Q & A. By Vikas Swarup. (Scribner, $24.) When Ram Mohammad Thomas answers 12 questions correctly to win the grand prize on a TV show called “Who Will Win a Billion?” (rupees, that is), he is promptly arrested at the behest of the show’s producers, who believe the rupeeless waiter must have cheated. “The brain is not an organ we are authorized to use,” as Ram says. In jail, he tells his lawyer stories that explain how he learned each fact. (For example, he knows the name of the smallest planet because he once lived next door to a drunken astronomer who named his daughter’s cat Pluto.) These picaresque adventures take place all over India. Along with Ram’s ecumenical name, they suggest that our hero is meant to be an Indian Everyman.
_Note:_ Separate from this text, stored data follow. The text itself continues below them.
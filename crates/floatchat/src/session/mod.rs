//! Per-session conversation history and carried entity context.
//!
//! Sessions are created lazily on first write, hold a bounded exchange
//! window, and are evicted after an idle TTL. All access is keyed by the
//! caller-supplied session id; no locking is exposed to callers.

use std::collections::VecDeque;
use std::time::{Duration, Instant};

use chrono::{DateTime, Utc};
use dashmap::DashMap;
use parking_lot::Mutex;
use tracing::debug;

use crate::config::SessionConfig;
use crate::entities::Entities;
use crate::types::{Exchange, SessionHistory};

#[derive(Debug, Clone)]
pub struct Session {
    pub id: String,
    pub created_at: DateTime<Utc>,
    last_active: Instant,
    pub history: VecDeque<Exchange>,
    pub context: Entities,
}

impl Session {
    fn new(id: String) -> Self {
        Self {
            id,
            created_at: Utc::now(),
            last_active: Instant::now(),
            history: VecDeque::new(),
            context: Entities::default(),
        }
    }
}

pub struct SessionStore {
    sessions: DashMap<String, Session>,
    window: usize,
    idle_ttl: Duration,
    last_sweep: Mutex<Instant>,
}

impl SessionStore {
    pub fn new(config: &SessionConfig) -> Self {
        Self {
            sessions: DashMap::new(),
            window: config.history_window,
            idle_ttl: Duration::from_secs(config.idle_ttl_secs),
            last_sweep: Mutex::new(Instant::now()),
        }
    }

    /// Current carried entities for a session. An unknown session id yields
    /// an empty context rather than an error.
    pub fn context(&self, session_id: &str) -> Entities {
        self.sessions
            .get(session_id)
            .map(|s| s.context.clone())
            .unwrap_or_default()
    }

    /// Append a completed exchange, merging its entities into the carried
    /// context (last-write-wins per kind). Creates the session if needed.
    pub fn record_exchange(&self, session_id: &str, exchange: Exchange) {
        self.maybe_sweep();

        let mut session = self
            .sessions
            .entry(session_id.to_string())
            .or_insert_with(|| Session::new(session_id.to_string()));

        session.context.merge_from(&exchange.entities);
        // A single float id also satisfies later bulk references ("compare
        // them with ..."). The singleton tracks the latest id the user named,
        // so a fresh float_id refreshes it; an explicit float_ids list from
        // the same exchange wins instead via the merge above.
        if let (Some(id), None) = (exchange.entities.float_id, &exchange.entities.float_ids) {
            session.context.float_ids = Some(vec![id]);
        }

        session.history.push_back(exchange);
        while session.history.len() > self.window {
            session.history.pop_front();
        }
        session.last_active = Instant::now();
    }

    /// Most recent `last_n` exchanges, oldest first.
    pub fn history(&self, session_id: &str, last_n: usize) -> Vec<Exchange> {
        self.sessions
            .get(session_id)
            .map(|s| {
                s.history
                    .iter()
                    .rev()
                    .take(last_n)
                    .rev()
                    .cloned()
                    .collect()
            })
            .unwrap_or_default()
    }

    pub fn snapshot(&self, session_id: &str) -> SessionHistory {
        self.sessions
            .get(session_id)
            .map(|s| SessionHistory {
                session_id: s.id.clone(),
                history: s.history.iter().cloned().collect(),
                context: s.context.clone(),
            })
            .unwrap_or_else(|| SessionHistory {
                session_id: session_id.to_string(),
                history: Vec::new(),
                context: Entities::default(),
            })
    }

    /// Remove a session entirely. Returns whether it existed.
    pub fn clear(&self, session_id: &str) -> bool {
        self.sessions.remove(session_id).is_some()
    }

    pub fn len(&self) -> usize {
        self.sessions.len()
    }

    pub fn is_empty(&self) -> bool {
        self.sessions.is_empty()
    }

    /// Drop sessions idle longer than the TTL. Returns how many were evicted.
    pub fn evict_idle(&self) -> usize {
        let before = self.sessions.len();
        let ttl = self.idle_ttl;
        self.sessions
            .retain(|_, session| session.last_active.elapsed() < ttl);
        let evicted = before - self.sessions.len();
        if evicted > 0 {
            debug!(evicted, "evicted idle sessions");
        }
        evicted
    }

    // Opportunistic sweep, at most once per TTL interval.
    fn maybe_sweep(&self) {
        let mut last = self.last_sweep.lock();
        if last.elapsed() >= self.idle_ttl {
            *last = Instant::now();
            drop(last);
            self.evict_idle();
        }
    }
}

#[cfg(test)]
mod tests {
    use super::*;
    use crate::entities::Parameter;
    use crate::types::{ProcessingSource, ResponseEnvelope};

    fn test_config() -> SessionConfig {
        SessionConfig {
            history_window: 3,
            idle_ttl_secs: 3600,
        }
    }

    fn exchange(query: &str, entities: Entities) -> Exchange {
        Exchange {
            timestamp: Utc::now(),
            query: query.to_string(),
            intent: "depth_profile".to_string(),
            entities,
            result: serde_json::json!({}),
            envelope: ResponseEnvelope {
                text: "ok".to_string(),
                visualization: None,
                data: serde_json::json!({}),
                suggestions: vec![],
                processing_source: ProcessingSource::RulesOnly,
                intent: "depth_profile".to_string(),
                confidence: 0.9,
                session_id: "s1".to_string(),
                timestamp: Utc::now(),
            },
        }
    }

    #[test]
    fn test_unknown_session_is_empty_context() {
        let store = SessionStore::new(&test_config());
        assert!(store.context("missing").is_empty());
        assert!(store.history("missing", 5).is_empty());
    }

    #[test]
    fn test_context_merges_last_write_wins() {
        let store = SessionStore::new(&test_config());
        store.record_exchange(
            "s1",
            exchange(
                "temp of 2902296",
                Entities {
                    float_id: Some(2902296),
                    parameter: Some(Parameter::Temperature),
                    ..Default::default()
                },
            ),
        );
        store.record_exchange(
            "s1",
            exchange(
                "what about salinity",
                Entities {
                    parameter: Some(Parameter::Salinity),
                    ..Default::default()
                },
            ),
        );
        let ctx = store.context("s1");
        assert_eq!(ctx.float_id, Some(2902296));
        assert_eq!(ctx.parameter, Some(Parameter::Salinity));
        assert_eq!(ctx.float_ids, Some(vec![2902296]));
    }

    #[test]
    fn test_float_ids_singleton_tracks_latest_float_id() {
        let store = SessionStore::new(&test_config());
        store.record_exchange(
            "s1",
            exchange(
                "trajectory of 11111",
                Entities {
                    float_id: Some(11111),
                    ..Default::default()
                },
            ),
        );
        store.record_exchange(
            "s1",
            exchange(
                "trajectory of 22222",
                Entities {
                    float_id: Some(22222),
                    ..Default::default()
                },
            ),
        );
        let ctx = store.context("s1");
        assert_eq!(ctx.float_id, Some(22222));
        assert_eq!(ctx.float_ids, Some(vec![22222]));
    }

    #[test]
    fn test_explicit_float_ids_beat_the_singleton() {
        let store = SessionStore::new(&test_config());
        store.record_exchange(
            "s1",
            exchange(
                "compare 11111 and 22222",
                Entities {
                    float_ids: Some(vec![11111, 22222]),
                    ..Default::default()
                },
            ),
        );
        assert_eq!(store.context("s1").float_ids, Some(vec![11111, 22222]));
    }

    #[test]
    fn test_history_window_trims_oldest() {
        let store = SessionStore::new(&test_config());
        for i in 0..5 {
            store.record_exchange("s1", exchange(&format!("query {}", i), Entities::default()));
        }
        let history = store.history("s1", 10);
        assert_eq!(history.len(), 3);
        assert_eq!(history[0].query, "query 2");
        assert_eq!(history[2].query, "query 4");
    }

    #[test]
    fn test_clear_session() {
        let store = SessionStore::new(&test_config());
        store.record_exchange("s1", exchange("hello", Entities::default()));
        assert!(store.clear("s1"));
        assert!(!store.clear("s1"));
        assert!(store.context("s1").is_empty());
    }

    #[test]
    fn test_idle_eviction() {
        let config = SessionConfig {
            history_window: 3,
            idle_ttl_secs: 0,
        };
        let store = SessionStore::new(&config);
        store.record_exchange("s1", exchange("hello", Entities::default()));
        assert_eq!(store.evict_idle(), 1);
        assert!(store.is_empty());
    }
}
And he acts like one: although poor and uneducated, he is resourceful and wily. The connections between Ram’s tales and the quiz-show questions are clever, but Swarup’s prose is flat. Still, Swarup, an Indian diplomat and first-time novelist, writes humorously and keeps the surprises coming. When it is turned into the movie it wants to be, “Q & A” will be a delight.

Elsa Dixler is an editor at the Book Review.